_DESCRIPTION OF THE TASK_
Show every line of the data where the word "Layout" can be found.

= = = =

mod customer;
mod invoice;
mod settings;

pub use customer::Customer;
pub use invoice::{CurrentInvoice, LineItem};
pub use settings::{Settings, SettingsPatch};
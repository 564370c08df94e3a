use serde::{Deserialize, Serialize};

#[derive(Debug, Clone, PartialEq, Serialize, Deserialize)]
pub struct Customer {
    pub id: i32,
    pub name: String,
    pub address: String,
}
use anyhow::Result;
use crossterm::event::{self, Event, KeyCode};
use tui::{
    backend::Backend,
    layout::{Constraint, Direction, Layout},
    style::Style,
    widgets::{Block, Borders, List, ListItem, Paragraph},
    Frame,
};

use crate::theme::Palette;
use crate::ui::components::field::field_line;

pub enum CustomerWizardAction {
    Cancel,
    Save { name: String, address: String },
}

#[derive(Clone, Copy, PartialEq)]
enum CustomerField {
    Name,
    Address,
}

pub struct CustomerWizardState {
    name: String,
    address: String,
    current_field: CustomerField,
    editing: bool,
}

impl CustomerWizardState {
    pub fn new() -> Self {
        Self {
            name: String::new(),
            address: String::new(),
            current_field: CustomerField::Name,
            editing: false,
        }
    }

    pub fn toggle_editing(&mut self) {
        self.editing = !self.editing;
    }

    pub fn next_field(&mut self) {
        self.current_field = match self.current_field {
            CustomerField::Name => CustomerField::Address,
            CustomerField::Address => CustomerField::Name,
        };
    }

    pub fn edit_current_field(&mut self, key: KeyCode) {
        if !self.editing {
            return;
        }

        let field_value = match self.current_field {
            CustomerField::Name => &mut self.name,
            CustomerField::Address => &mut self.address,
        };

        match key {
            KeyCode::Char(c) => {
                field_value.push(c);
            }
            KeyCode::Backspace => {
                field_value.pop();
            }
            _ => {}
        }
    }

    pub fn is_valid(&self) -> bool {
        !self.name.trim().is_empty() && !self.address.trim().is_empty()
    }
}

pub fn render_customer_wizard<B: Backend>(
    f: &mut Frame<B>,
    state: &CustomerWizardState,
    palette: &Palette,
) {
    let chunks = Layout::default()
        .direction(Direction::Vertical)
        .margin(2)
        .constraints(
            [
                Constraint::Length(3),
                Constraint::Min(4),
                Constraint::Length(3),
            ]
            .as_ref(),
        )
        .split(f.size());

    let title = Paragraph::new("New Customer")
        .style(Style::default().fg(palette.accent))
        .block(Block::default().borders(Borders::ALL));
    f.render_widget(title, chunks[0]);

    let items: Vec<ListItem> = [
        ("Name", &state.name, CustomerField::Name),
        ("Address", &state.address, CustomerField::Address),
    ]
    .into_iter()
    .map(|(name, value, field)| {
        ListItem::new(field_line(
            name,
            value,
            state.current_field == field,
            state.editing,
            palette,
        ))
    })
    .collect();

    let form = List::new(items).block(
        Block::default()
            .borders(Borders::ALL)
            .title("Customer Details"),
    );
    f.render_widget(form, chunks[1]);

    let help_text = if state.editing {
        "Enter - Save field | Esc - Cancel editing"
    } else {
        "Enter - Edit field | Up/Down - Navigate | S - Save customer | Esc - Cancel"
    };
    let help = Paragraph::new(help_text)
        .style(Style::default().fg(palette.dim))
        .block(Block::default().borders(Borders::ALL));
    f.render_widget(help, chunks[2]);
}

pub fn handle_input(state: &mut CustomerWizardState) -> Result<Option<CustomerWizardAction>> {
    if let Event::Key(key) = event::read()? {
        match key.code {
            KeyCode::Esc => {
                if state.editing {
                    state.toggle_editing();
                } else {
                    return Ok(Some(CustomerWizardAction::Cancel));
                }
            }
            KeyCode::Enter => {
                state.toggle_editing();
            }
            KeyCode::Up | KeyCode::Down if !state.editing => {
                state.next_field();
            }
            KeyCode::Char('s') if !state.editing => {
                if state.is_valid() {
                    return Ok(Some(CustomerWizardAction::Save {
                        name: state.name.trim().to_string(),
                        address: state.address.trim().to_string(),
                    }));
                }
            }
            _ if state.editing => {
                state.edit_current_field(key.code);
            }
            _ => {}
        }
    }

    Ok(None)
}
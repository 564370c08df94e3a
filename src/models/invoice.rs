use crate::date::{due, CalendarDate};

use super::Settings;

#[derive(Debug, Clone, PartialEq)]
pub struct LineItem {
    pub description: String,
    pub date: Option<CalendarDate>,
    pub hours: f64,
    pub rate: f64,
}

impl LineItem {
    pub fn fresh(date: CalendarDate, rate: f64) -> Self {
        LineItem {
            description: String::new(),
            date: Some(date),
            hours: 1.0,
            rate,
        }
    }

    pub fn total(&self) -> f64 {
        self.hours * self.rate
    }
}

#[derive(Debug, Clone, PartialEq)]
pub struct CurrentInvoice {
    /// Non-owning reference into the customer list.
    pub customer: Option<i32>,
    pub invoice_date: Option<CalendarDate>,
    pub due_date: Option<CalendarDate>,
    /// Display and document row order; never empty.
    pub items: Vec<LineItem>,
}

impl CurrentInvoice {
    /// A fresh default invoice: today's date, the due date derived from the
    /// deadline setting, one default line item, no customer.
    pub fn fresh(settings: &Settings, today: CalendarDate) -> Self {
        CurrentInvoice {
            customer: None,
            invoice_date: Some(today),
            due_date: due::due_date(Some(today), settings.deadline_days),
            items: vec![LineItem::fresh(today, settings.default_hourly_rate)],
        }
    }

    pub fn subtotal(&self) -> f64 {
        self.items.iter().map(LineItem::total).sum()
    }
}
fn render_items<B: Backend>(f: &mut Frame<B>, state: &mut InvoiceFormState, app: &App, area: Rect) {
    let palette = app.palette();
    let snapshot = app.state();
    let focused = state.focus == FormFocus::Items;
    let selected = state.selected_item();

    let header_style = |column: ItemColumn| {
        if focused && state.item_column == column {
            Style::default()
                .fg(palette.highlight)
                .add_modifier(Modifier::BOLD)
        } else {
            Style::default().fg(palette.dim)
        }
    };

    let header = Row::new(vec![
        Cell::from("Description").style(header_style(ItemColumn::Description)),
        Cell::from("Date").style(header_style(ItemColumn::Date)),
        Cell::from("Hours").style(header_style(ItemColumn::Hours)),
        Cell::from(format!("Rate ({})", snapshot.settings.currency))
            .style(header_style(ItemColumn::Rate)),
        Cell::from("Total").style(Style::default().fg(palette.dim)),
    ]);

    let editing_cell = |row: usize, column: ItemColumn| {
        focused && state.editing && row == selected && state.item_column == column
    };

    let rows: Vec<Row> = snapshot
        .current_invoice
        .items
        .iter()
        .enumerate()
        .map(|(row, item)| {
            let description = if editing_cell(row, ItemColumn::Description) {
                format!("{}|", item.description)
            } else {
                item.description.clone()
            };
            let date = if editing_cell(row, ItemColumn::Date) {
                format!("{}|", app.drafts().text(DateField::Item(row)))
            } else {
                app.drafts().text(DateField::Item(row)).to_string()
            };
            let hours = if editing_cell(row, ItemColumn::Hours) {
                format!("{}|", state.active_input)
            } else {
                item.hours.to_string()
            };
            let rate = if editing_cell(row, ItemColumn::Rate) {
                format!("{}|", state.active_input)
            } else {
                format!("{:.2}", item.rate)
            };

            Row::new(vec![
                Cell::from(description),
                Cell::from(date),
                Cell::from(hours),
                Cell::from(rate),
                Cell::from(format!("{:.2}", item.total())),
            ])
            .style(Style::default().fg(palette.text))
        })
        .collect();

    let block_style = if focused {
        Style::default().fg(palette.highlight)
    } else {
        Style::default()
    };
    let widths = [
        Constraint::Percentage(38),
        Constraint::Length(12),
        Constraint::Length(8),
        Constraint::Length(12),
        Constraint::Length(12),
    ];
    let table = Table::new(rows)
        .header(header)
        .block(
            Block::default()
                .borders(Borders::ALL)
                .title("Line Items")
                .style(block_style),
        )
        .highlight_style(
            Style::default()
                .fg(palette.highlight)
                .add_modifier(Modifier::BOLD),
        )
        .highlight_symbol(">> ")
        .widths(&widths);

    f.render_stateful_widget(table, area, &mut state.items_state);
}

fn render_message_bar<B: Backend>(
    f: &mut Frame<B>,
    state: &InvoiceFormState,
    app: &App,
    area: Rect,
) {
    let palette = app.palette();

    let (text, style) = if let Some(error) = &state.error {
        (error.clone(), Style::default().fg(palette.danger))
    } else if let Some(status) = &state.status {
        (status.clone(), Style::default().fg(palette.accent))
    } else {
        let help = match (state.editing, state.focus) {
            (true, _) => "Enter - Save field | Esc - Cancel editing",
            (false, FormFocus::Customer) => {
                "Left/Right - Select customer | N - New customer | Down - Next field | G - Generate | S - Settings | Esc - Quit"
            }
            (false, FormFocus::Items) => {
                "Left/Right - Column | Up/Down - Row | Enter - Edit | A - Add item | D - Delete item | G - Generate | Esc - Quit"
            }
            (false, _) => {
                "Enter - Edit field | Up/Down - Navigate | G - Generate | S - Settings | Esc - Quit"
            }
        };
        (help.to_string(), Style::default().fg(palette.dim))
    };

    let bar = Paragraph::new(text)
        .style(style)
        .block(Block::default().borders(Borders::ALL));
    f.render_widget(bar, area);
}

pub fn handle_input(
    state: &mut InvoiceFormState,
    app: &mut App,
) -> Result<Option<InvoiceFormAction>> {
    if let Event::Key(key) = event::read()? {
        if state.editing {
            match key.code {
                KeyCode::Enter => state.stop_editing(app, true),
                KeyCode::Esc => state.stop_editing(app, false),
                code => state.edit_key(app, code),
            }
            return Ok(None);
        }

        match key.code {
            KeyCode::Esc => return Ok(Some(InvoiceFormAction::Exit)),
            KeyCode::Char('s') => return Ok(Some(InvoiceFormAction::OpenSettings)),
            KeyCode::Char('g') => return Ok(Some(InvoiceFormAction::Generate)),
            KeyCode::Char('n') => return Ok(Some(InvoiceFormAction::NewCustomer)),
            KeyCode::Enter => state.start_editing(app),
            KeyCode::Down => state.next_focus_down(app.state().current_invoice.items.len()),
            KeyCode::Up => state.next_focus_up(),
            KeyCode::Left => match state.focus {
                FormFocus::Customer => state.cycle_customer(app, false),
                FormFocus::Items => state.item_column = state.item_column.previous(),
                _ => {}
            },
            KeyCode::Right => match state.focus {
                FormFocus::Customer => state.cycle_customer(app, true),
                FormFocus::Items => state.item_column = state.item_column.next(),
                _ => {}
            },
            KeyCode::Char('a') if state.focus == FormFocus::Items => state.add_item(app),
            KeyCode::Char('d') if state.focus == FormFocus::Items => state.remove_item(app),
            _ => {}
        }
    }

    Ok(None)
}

= = = =

_ANSWER BOX_
    layout::{Constraint, Direction, Layout},
    let chunks = Layout::default()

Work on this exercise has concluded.